William d'Alton Mann
One of the city’s more colorful figures, William d’Alton Mann (1839-1920) was a veteran of the Civil War, the inventor of a railway sleeping car, and the publisher of a number of newspapers and magazines including the scandal-filled weekly, Town Topics. Born to a humble family in Sandusky, Ohio (to which he refers in a conversation with Jack, Euri, and Cora), Mann was a self-made man who distinguished himself at Gettysburg (see him as a young man in uniform, above) and went on to make a fortune through his inventions. In 1891, he took over Town Topics, a weekly magazine in New York, and remade it as the city’s premier gossip rag, reporting on the indiscretions of high-society figures.

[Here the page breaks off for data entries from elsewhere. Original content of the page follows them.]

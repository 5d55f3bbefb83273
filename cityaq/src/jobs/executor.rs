//! Remote job execution contract.
//!
//! The air-quality model runs out of process. A [`RemoteExecutor`] accepts a
//! [`JobSpec`], reports its progress, hands back the output files and
//! removes the job when asked. Jobs are addressed by name; submitting a name
//! that already exists attaches to the existing job.

use std::collections::BTreeMap;
use std::fmt;

use serde::{Deserialize, Serialize};

use super::JobError;
use crate::cache::BoxFuture;

/// Files exchanged with the executor, by file name.
pub type FileSet = BTreeMap<String, Vec<u8>>;

/// Everything the executor needs to start a job.
#[derive(Debug, Clone, PartialEq, Serialize, Deserialize)]
pub struct JobSpec {
    /// Unique job name. Doubles as the handle.
    pub name: String,
    /// Model sub-commands, e.g. `["run", "steady"]`.
    pub commands: Vec<String>,
    /// Input files by name.
    pub files: FileSet,
    /// Memory to reserve, in gigabytes.
    pub memory_gb: u32,
}

/// Reference to a submitted job.
#[derive(Debug, Clone, PartialEq, Eq, Hash, Serialize, Deserialize)]
pub struct JobHandle {
    pub name: String,
}

impl JobHandle {
    pub fn new(name: impl Into<String>) -> Self {
        Self { name: name.into() }
    }
}

/// Lifecycle state reported by the executor.
#[derive(Debug, Clone, Copy, PartialEq, Eq, Serialize, Deserialize)]
pub enum JobState {
    Waiting,
    Running,
    Complete,
    Failed,
    /// The executor has no record of the job.
    Missing,
}

impl JobState {
    pub fn is_terminal(self) -> bool {
        matches!(self, JobState::Complete | JobState::Failed | JobState::Missing)
    }
}

impl fmt::Display for JobState {
    fn fmt(&self, f: &mut fmt::Formatter<'_>) -> fmt::Result {
        let s = match self {
            JobState::Waiting => "waiting",
            JobState::Running => "running",
            JobState::Complete => "complete",
            JobState::Failed => "failed",
            JobState::Missing => "missing",
        };
        f.write_str(s)
    }
}

/// State plus the executor's free-form message.
#[derive(Debug, Clone, PartialEq, Eq, Serialize, Deserialize)]
pub struct RemoteStatus {
    pub state: JobState,
    #[serde(default)]
    pub message: String,
}

impl RemoteStatus {
    pub fn new(state: JobState, message: impl Into<String>) -> Self {
        Self {
            state,
            message: message.into(),
        }
    }
}

/// A system that runs model jobs.
pub trait RemoteExecutor: Send + Sync {
    fn submit(&self, spec: JobSpec) -> BoxFuture<'_, Result<JobHandle, JobError>>;

    fn status<'a>(&'a self, handle: &'a JobHandle) -> BoxFuture<'a, Result<RemoteStatus, JobError>>;

    /// Output files of a completed job.
    fn output<'a>(&'a self, handle: &'a JobHandle) -> BoxFuture<'a, Result<FileSet, JobError>>;

    fn delete<'a>(&'a self, handle: &'a JobHandle) -> BoxFuture<'a, Result<(), JobError>>;
}
pub mod common;
pub mod config;
pub mod query;
pub mod serve;
//! Named feature layers and the per-tile transformation stages.
//!
//! A [`LayerSet`] is built once per map specification in geographic
//! coordinates and cached. Each tile request projects a fresh copy with
//! [`LayerSet::project`], then clips, simplifies and prunes that copy in
//! place.

use std::collections::BTreeMap;

use serde::{Deserialize, Serialize};
use tracing::instrument;

use super::coord::TileCoord;
use super::geometry::{clip_line, clip_ring, simplify_line, simplify_ring};
use crate::codec::{CacheCodec, CodecError};
use crate::geom::{line_length, Bounds, Point, Polygon};

/// Tile units per tile side.
pub const EXTENT: u32 = 4096;

/// Clip box used by Mapbox GL renderers: one tile of buffer on every side.
pub const DEFAULT_EXTENT_BOUND: Bounds = Bounds {
    min: Point::new(-(EXTENT as f64), -(EXTENT as f64)),
    max: Point::new(2.0 * EXTENT as f64, 2.0 * EXTENT as f64),
};

/// Douglas-Peucker tolerance, in tile units.
pub const SIMPLIFY_TOLERANCE: f64 = 1.0;

/// Polygons smaller than this (square tile units) are dropped.
pub const MIN_AREA: f64 = 1.0;

/// Lines shorter than this (tile units) are dropped.
pub const MIN_LENGTH: f64 = 2.0;

#[derive(Debug, Clone, PartialEq, Serialize, Deserialize)]
pub enum PropertyValue {
    String(String),
    Double(f64),
    Int(i64),
    Bool(bool),
}

impl From<f64> for PropertyValue {
    fn from(v: f64) -> Self {
        PropertyValue::Double(v)
    }
}

impl From<&str> for PropertyValue {
    fn from(v: &str) -> Self {
        PropertyValue::String(v.to_string())
    }
}

#[derive(Debug, Clone, PartialEq, Serialize, Deserialize)]
pub enum Shape {
    Polygon(Polygon),
    MultiLineString(Vec<Vec<Point>>),
}

impl Shape {
    fn map_points(&self, f: impl Fn(Point) -> Point) -> Shape {
        match self {
            Shape::Polygon(p) => Shape::Polygon(Polygon::new(
                p.rings
                    .iter()
                    .map(|r| r.iter().map(|&pt| f(pt)).collect())
                    .collect(),
            )),
            Shape::MultiLineString(lines) => Shape::MultiLineString(
                lines
                    .iter()
                    .map(|l| l.iter().map(|&pt| f(pt)).collect())
                    .collect(),
            ),
        }
    }

    fn clip(&mut self, bounds: &Bounds) {
        match self {
            Shape::Polygon(p) => {
                p.rings = p
                    .rings
                    .iter()
                    .map(|r| clip_ring(r, bounds))
                    .filter(|r| r.len() >= 3)
                    .collect();
            }
            Shape::MultiLineString(lines) => {
                *lines = lines.iter().flat_map(|l| clip_line(l, bounds)).collect();
            }
        }
    }

    fn simplify(&mut self, tolerance: f64) {
        match self {
            Shape::Polygon(p) => {
                p.rings = p
                    .rings
                    .iter()
                    .map(|r| simplify_ring(r, tolerance))
                    .filter(|r| r.len() >= 3)
                    .collect();
            }
            Shape::MultiLineString(lines) => {
                *lines = lines
                    .iter()
                    .map(|l| simplify_line(l, tolerance))
                    .filter(|l| l.len() >= 2)
                    .collect();
            }
        }
    }

    /// Whether the shape falls below the size limits for its dimension.
    fn is_negligible(&self, min_area: f64, min_length: f64) -> bool {
        match self {
            Shape::Polygon(p) => p.area() < min_area,
            Shape::MultiLineString(lines) => {
                lines.iter().map(|l| line_length(l)).sum::<f64>() < min_length
            }
        }
    }
}

#[derive(Debug, Clone, PartialEq, Serialize, Deserialize)]
pub struct Feature {
    pub id: Option<u64>,
    pub shape: Shape,
    pub properties: BTreeMap<String, PropertyValue>,
}

impl Feature {
    pub fn polygon(id: u64, polygon: Polygon) -> Self {
        Self {
            id: Some(id),
            shape: Shape::Polygon(polygon),
            properties: BTreeMap::new(),
        }
    }

    pub fn with_property(mut self, key: impl Into<String>, value: impl Into<PropertyValue>) -> Self {
        self.properties.insert(key.into(), value.into());
        self
    }
}

#[derive(Debug, Clone, PartialEq, Serialize, Deserialize)]
pub struct Layer {
    pub name: String,
    pub extent: u32,
    pub features: Vec<Feature>,
}

impl Layer {
    pub fn new(name: impl Into<String>, features: Vec<Feature>) -> Self {
        Self {
            name: name.into(),
            extent: EXTENT,
            features,
        }
    }
}

/// Ordered layers making up one map.
#[derive(Debug, Clone, PartialEq, Default, Serialize, Deserialize)]
pub struct LayerSet {
    pub layers: Vec<Layer>,
}

impl LayerSet {
    pub fn new(layers: Vec<Layer>) -> Self {
        Self { layers }
    }

    pub fn feature_count(&self) -> usize {
        self.layers.iter().map(|l| l.features.len()).sum()
    }

    /// Project every geometry into `tile`'s local coordinates. Returns a new
    /// set; the receiver is left untouched.
    #[instrument(level = "debug", skip(self), fields(tile = %tile))]
    pub fn project(&self, tile: &TileCoord) -> LayerSet {
        LayerSet {
            layers: self
                .layers
                .iter()
                .map(|layer| Layer {
                    name: layer.name.clone(),
                    extent: layer.extent,
                    features: layer
                        .features
                        .iter()
                        .map(|f| Feature {
                            id: f.id,
                            shape: f.shape.map_points(|p| tile.project(p, layer.extent)),
                            properties: f.properties.clone(),
                        })
                        .collect(),
                })
                .collect(),
        }
    }

    pub fn clip(&mut self, bounds: &Bounds) {
        for f in self.layers.iter_mut().flat_map(|l| l.features.iter_mut()) {
            f.shape.clip(bounds);
        }
    }

    pub fn simplify(&mut self, tolerance: f64) {
        for f in self.layers.iter_mut().flat_map(|l| l.features.iter_mut()) {
            f.shape.simplify(tolerance);
        }
    }

    /// Drop features whose polygon area is below `min_area` or whose line
    /// length is below `min_length`.
    pub fn remove_empty(&mut self, min_area: f64, min_length: f64) {
        for layer in &mut self.layers {
            layer
                .features
                .retain(|f| !f.shape.is_negligible(min_area, min_length));
        }
    }

    /// The full per-tile pipeline with the standard limits.
    pub fn for_tile(&self, tile: &TileCoord) -> LayerSet {
        let mut out = self.project(tile);
        out.clip(&DEFAULT_EXTENT_BOUND);
        out.simplify(SIMPLIFY_TOLERANCE);
        out.remove_empty(MIN_AREA, MIN_LENGTH);
        out
    }
}

impl CacheCodec for LayerSet {
    const MAGIC: [u8; 4] = *b"CAQL";
    const VERSION: u16 = 1;

    fn validate(&self) -> Result<(), CodecError> {
        for layer in &self.layers {
            if layer.name.is_empty() {
                return Err(CodecError::Invalid("layer without a name".into()));
            }
            if layer.extent == 0 {
                return Err(CodecError::Invalid(format!(
                    "layer {} has zero extent",
                    layer.name
                )));
            }
        }
        Ok(())
    }
}
//! Shared fixtures for the integration tests.

#![allow(dead_code)]

use std::sync::atomic::{AtomicBool, AtomicUsize, Ordering};
use std::sync::Arc;
use std::time::Duration;

use geozero::mvt::{tile, Message, Tile};
use tempfile::TempDir;

use cityaq::catalog::StaticCityCatalog;
use cityaq::geom::{Point, Polygon};
use cityaq::jobs::{
    FileSet, JobSpec, LocalExecutor, Model, PollConfig, ProportionalModel, SimulationTemplates,
    OUTPUT_FILE,
};
use cityaq::service::{Backends, CityAq, ResultStore, ServiceConfig};

pub const ACCRA: &str = "Accra Metropolitan";

/// Model scaling factor used by [`CountingModel`].
pub const FACTOR: f64 = 0.75;

const TEMPLATE: &str = r#"{
    "domain": {"xo": -180, "yo": -90, "dx": 4, "dy": 4,
               "xnests": [36, 2, 2], "ynests": [36, 2, 2]},
    "inventory": {"roadways": ["road.nc"], "residential": ["res.nc"]},
    "memory_gb": 8
}"#;

/// Parse an uncompressed vector tile.
pub fn decode_tile(bytes: &[u8]) -> Tile {
    Tile::decode(bytes).unwrap()
}

/// Layer of `tile` named `name`, panicking when absent.
pub fn tile_layer<'a>(tile: &'a Tile, name: &str) -> &'a tile::Layer {
    tile.layers
        .iter()
        .find(|l| l.name == name)
        .unwrap_or_else(|| panic!("no layer {name}"))
}

/// Whether `feature` carries a tag named `key`.
pub fn has_tag(layer: &tile::Layer, feature: &tile::Feature, key: &str) -> bool {
    let Some(k) = layer.keys.iter().position(|k| k == key) else {
        return false;
    };
    feature.tags.chunks(2).any(|pair| pair[0] as usize == k)
}

pub fn accra_boundary() -> Polygon {
    Polygon::rect(Point::new(-0.25, 5.52), Point::new(-0.19, 5.6))
}

/// [`ProportionalModel`] that counts its runs and can be told to fail or to
/// write an output without grid cells.
#[derive(Default)]
pub struct CountingModel {
    pub runs: AtomicUsize,
    pub fail: AtomicBool,
    pub empty: AtomicBool,
    /// Slows each run down so concurrent requests overlap.
    pub delay: Duration,
}

impl CountingModel {
    pub fn with_delay(delay: Duration) -> Self {
        Self {
            delay,
            ..Default::default()
        }
    }

    pub fn runs(&self) -> usize {
        self.runs.load(Ordering::SeqCst)
    }
}

impl Model for CountingModel {
    fn run(&self, spec: &JobSpec) -> Result<FileSet, String> {
        self.runs.fetch_add(1, Ordering::SeqCst);
        std::thread::sleep(self.delay);
        if self.fail.load(Ordering::SeqCst) {
            return Err("model diverged".to_string());
        }
        if self.empty.load(Ordering::SeqCst) {
            let body = br#"{"type":"FeatureCollection","features":[]}"#.to_vec();
            return Ok(FileSet::from([(OUTPUT_FILE.to_string(), body)]));
        }
        ProportionalModel {
            factor: FACTOR,
            population_per_cell: 100.0,
        }
        .run(spec)
    }
}

pub struct Harness {
    pub dir: TempDir,
    pub model: Arc<CountingModel>,
    pub service: Arc<CityAq>,
}

/// Write the simulation templates into `dir`.
pub fn templates(dir: &TempDir) -> SimulationTemplates {
    let path = dir.path().join("template.json");
    std::fs::write(&path, TEMPLATE).unwrap();
    SimulationTemplates {
        city_marginal: path.clone(),
        city_total: path.clone(),
        total: path,
    }
}

/// Service over a catalog holding Accra under its full and short names.
pub async fn service_with(
    dir: &TempDir,
    model: Arc<CountingModel>,
    store: ResultStore,
) -> CityAq {
    let catalog = StaticCityCatalog::new()
        .with_city(ACCRA, accra_boundary())
        .with_city("Accra", accra_boundary());
    let executor = LocalExecutor::new(model);
    let config = ServiceConfig::new(templates(dir))
        .with_store(store)
        .with_poll(PollConfig::default().with_interval(Duration::from_millis(5)));
    CityAq::start(config, Backends::new(Arc::new(executor), Arc::new(catalog)))
        .await
        .unwrap()
}

pub async fn harness(model: CountingModel) -> Harness {
    let dir = TempDir::new().unwrap();
    let model = Arc::new(model);
    let service = service_with(&dir, Arc::clone(&model), ResultStore::default()).await;
    Harness {
        dir,
        model,
        service: Arc::new(service),
    }
}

Mann himself wrote the magazine’s opening feature, a column called Saunterings in which he savagely mocked the failings, such as drunkenness and adultery, of the well-heeled. Mann wouldn’t identify the figures in question so as to protect himself from libel but he would soon after name them in a friendlier item, a code known to his readers. Mann also used the column to blackmail members of high society, threatening to publish unsavory stories that his henchmen and spies had gathered unless they bought expensive ads in Town Topics. Mann’s blackmail operation was foiled, however, by the moral fortitude of Emily Post.
When I first read abut Mann in an old New Yorker article magazine article, he seemed like the perfect Underworld Times gossip columnist. I also gave his real life associate Joseph M. Deuel the job of presiding over night court. Mann had illegally paid Deuel, a city juvenile court judge, to read Saunterings items before they were published to check for anything that might put him in legal danger. I imagined that the two would continue to work together in the afterlife.